Stubs, Spies, and Mocks
Section Duration: 1 hour, 9 minutes
- Steve introduces Test Doubles, which includes testing tools like stubs, mocks, and spies. These tools are useful for "faking" data or dynamic areas of an application to control the testing environment.
- Steve demonstrates how spies track whether a function was called, how many times it was called, and with what arguments. They can also verify that a function was triggered under the right conditions. Spies do not modify the function’s original behavior unless explicitly configured.
- Steve explains mocks replace the actual implementation of a function and configure how it behaves in different test cases. Like spies, mocks keep track of how many times a function was called and with what arguments. Mocks combine the benefits of both stubs and spies, making them useful in more complex testing scenarios.

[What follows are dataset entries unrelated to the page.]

use super::{ToolSet, EXIT_FAILURE, EXIT_SUCCESS};
use lockstep_core::ProjectLock;
use lockstep_runtime::prereq::command_exists;
use lockstep_runtime::{select_solver, CONDA_LOCK};
use lockstep_schema::{parse_manifest_file, BuildSystem, Platform, ProjectConfig};
use std::path::Path;

pub fn run(manifest: &Path, solver: &str, json_output: bool) -> Result<u8, String> {
    let mut checks: Vec<Check> = Vec::new();
    let mut all_pass = true;

    match Platform::current() {
        Some(p) => checks.push(Check::pass("host_platform", &format!("Host platform: {p}"))),
        None => checks.push(Check::warn(
            "host_platform",
            "Host is not a supported conda platform; env sync will not work here",
        )),
    }

    match parse_manifest_file(manifest) {
        Ok(project) => {
            checks.push(Check::pass(
                "manifest",
                &format!(
                    "Manifest OK: {} {} ({} platform(s))",
                    project.package_name,
                    project.version,
                    project.env.platforms.len()
                ),
            ));
            check_tools(&project, solver, &mut checks, &mut all_pass);
            check_project_lock(&project, &mut checks);
        }
        Err(e) => {
            all_pass = false;
            checks.push(Check::fail(
                "manifest",
                &format!("Cannot load {}: {e}", manifest.display()),
            ));
        }
    }

    print_results(&checks, all_pass, json_output)
}

fn check_tools(project: &ProjectConfig, solver: &str, checks: &mut Vec<Check>, all_pass: &mut bool) {
    let tools = ToolSet::for_project(project);
    let uses = |system: BuildSystem| {
        project.env.build_system == system || project.package.build_system == system
    };

    match select_solver(solver, project.tools.solver.as_deref()) {
        Ok(s) if s.available() => {
            checks.push(Check::pass("solver", &format!("Solver '{}' available", s.name())));
        }
        Ok(s) => {
            *all_pass = false;
            checks.push(Check::fail(
                "solver",
                &format!("Solver '{}' not found ({})", s.name(), tools.solver.display()),
            ));
        }
        Err(e) => {
            *all_pass = false;
            checks.push(Check::fail("solver", &e.to_string()));
        }
    }

    let mut wanted: Vec<(&str, &Path)> = Vec::new();
    if uses(BuildSystem::Conda) {
        wanted.push(("conda", tools.conda.as_path()));
        if solver == CONDA_LOCK {
            wanted.push(("conda_lock", tools.solver.as_path()));
        }
        wanted.push(("conda_build", tools.conda_build.as_path()));
        wanted.push(("curl", Path::new("curl")));
    }
    if uses(BuildSystem::Poetry) {
        wanted.push(("poetry", tools.poetry.as_path()));
    }
    for (name, program) in wanted {
        if command_exists(program) {
            checks.push(Check::pass(name, &format!("Found {}", program.display())));
        } else {
            *all_pass = false;
            checks.push(Check::fail(name, &format!("Missing {}", program.display())));
        }
    }
}

fn check_project_lock(project: &ProjectConfig, checks: &mut Vec<Check>) {
    match ProjectLock::try_acquire(&project.project_dir) {
        Ok(Some(_)) => checks.push(Check::pass("project_lock", "Project lock is free")),
        Ok(None) => checks.push(Check::warn(
            "project_lock",
            "Project lock is held by another lockstep process",
        )),
        Err(e) => checks.push(Check::warn(
            "project_lock",
            &format!("Cannot check project lock: {e}"),
        )),
    }
    for (name, path) in [
        ("env_lock", &project.env.lock_path),
        ("package_lock", &project.package.lock_path),
    ] {
        if path.is_file() {
            checks.push(Check::info(name, &format!("{} exists", path.display())));
        } else {
            checks.push(Check::info(name, &format!("{} not created yet", path.display())));
        }
    }
}

fn print_results(checks: &[Check], all_pass: bool, json_output: bool) -> Result<u8, String> {
    if json_output {
        let json = serde_json::json!({
            "healthy": all_pass,
            "checks": checks.iter().map(|c| serde_json::json!({
                "name": c.name,
                "status": c.status,
                "message": c.message,
            })).collect::<Vec<_>>(),
        });
        println!(
            "{}",
            serde_json::to_string_pretty(&json).map_err(|e| e.to_string())?
        );
    } else {
        println!("lockstep doctor\n");
        for check in checks {
            let icon = match check.status.as_str() {
                "pass" => "✓",
                "fail" => "✗",
                "warn" => "⚠",
                _ => "ℹ",
            };
            println!("  {icon} {}", check.message);
        }
        println!();
        if all_pass {
            println!("All checks passed.");
        } else {
            println!("Some checks failed. See above for details.");
        }
    }
    Ok(if all_pass { EXIT_SUCCESS } else { EXIT_FAILURE })
}

struct Check {
    name: String,
    status: String,
    message: String,
}

impl Check {
    fn new(name: &str, status: &str, message: &str) -> Self {
        Self {
            name: name.to_owned(),
            status: status.to_owned(),
            message: message.to_owned(),
        }
    }

    fn pass(name: &str, message: &str) -> Self {
        Self::new(name, "pass", message)
    }

    fn fail(name: &str, message: &str) -> Self {
        Self::new(name, "fail", message)
    }

    fn warn(name: &str, message: &str) -> Self {
        Self::new(name, "warn", message)
    }

    fn info(name: &str, message: &str) -> Self {
        Self::new(name, "info", message)
    }
}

- Students are instructed to spy on the alert() function to ensure it's called with the correct message when the "Trigger Alert" button is clicked. This lesson also includes a solution using dependency injection.
- Steve explores how to mock dependencies in components. Using stubs and mocks allows developers to control the environment, however, mocking too many dependencies can lead to unrealistic testing scenarios. Refactoring code to use dependency injection is a better solution for creating more testable code.

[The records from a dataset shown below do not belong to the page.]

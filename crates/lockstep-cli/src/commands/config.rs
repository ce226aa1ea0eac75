use super::{json_pretty, EXIT_SUCCESS};
use lockstep_core::{CoreError, Engine};
use lockstep_schema::ConfigKey;
use std::path::Path;

#[derive(Debug)]
pub enum Action {
    Set { key: String, value: String },
    Remove { key: String },
}

fn parse_key(key: &str) -> Result<ConfigKey, String> {
    key.parse::<ConfigKey>()
        .map_err(|e| CoreError::from(e).to_string())
}

pub fn run(manifest: &Path, action: Action, json: bool) -> Result<u8, String> {
    let (key, status) = match action {
        Action::Set { key, value } => {
            let key = parse_key(&key)?;
            Engine::set_config(manifest, key, &value).map_err(|e| e.to_string())?;
            (key, "set")
        }
        Action::Remove { key } => {
            let key = parse_key(&key)?;
            let removed = Engine::remove_config(manifest, key).map_err(|e| e.to_string())?;
            (key, if removed { "removed" } else { "unset" })
        }
    };
    if json {
        let payload = serde_json::json!({ "status": status, "key": key.as_str() });
        println!("{}", json_pretty(&payload)?);
    } else if status == "unset" {
        println!("{key} was not set");
    } else {
        println!("{status} {key}");
    }
    Ok(EXIT_SUCCESS)
}

#[cfg(test)]
mod tests {
    use super::*;

    #[test]
    fn unknown_key_is_a_manifest_error() {
        let err = parse_key("env.colour").unwrap_err();
        assert!(err.starts_with("manifest error:"), "{err}");
        assert_eq!(parse_key("solver").unwrap(), ConfigKey::Solver);
    }
}
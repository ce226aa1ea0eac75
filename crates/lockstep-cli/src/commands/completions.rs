use super::EXIT_SUCCESS;
use clap::CommandFactory;
use clap_complete::Shell;

#[allow(clippy::unnecessary_wraps)]
pub fn run<C: CommandFactory>(shell: Shell) -> Result<u8, String> {
    clap_complete::generate(shell, &mut C::command(), "lockstep", &mut std::io::stdout());
    Ok(EXIT_SUCCESS)
}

- Steve demonstrates the methods provided by Vitest for mocking dates and times. These methods are useful for testing how UI elements behave in time-based situations like showing the time since a specific update or an interaction that need to occur after a specific time.
End-To-End Testing
Section Duration: 26 minutes
- Steve introduces end-to-end testing with Playwright. Playwright launches a headless browser and tests a URL with the same interactions a user would. The methods provided from Playwright can check the page title, find elements on the page, click buttons, and more.
- Steve demonstrates how to write Playwright tests for testing the accident counter project. The tests launch the application, then locates and clicks the increment button. While this test is simple, it ensures the UI elements are there and are functional.
- Steve introduces Mock Service Worker. The JavaScript Service Worker API can intercept network requests. The Mock Service Worker library leverages this capability, allowing mock network requests to be created and used in place of real backend APIs.
Wrapping Up
Section Duration: 3 minutes
- Steve wraps up the course with some final thoughts about testing. Getting to a comfortable level of test coverage for a team can be difficult if an application is already in production, but the combination of improved testing and refactoring difficult-to-test code will help.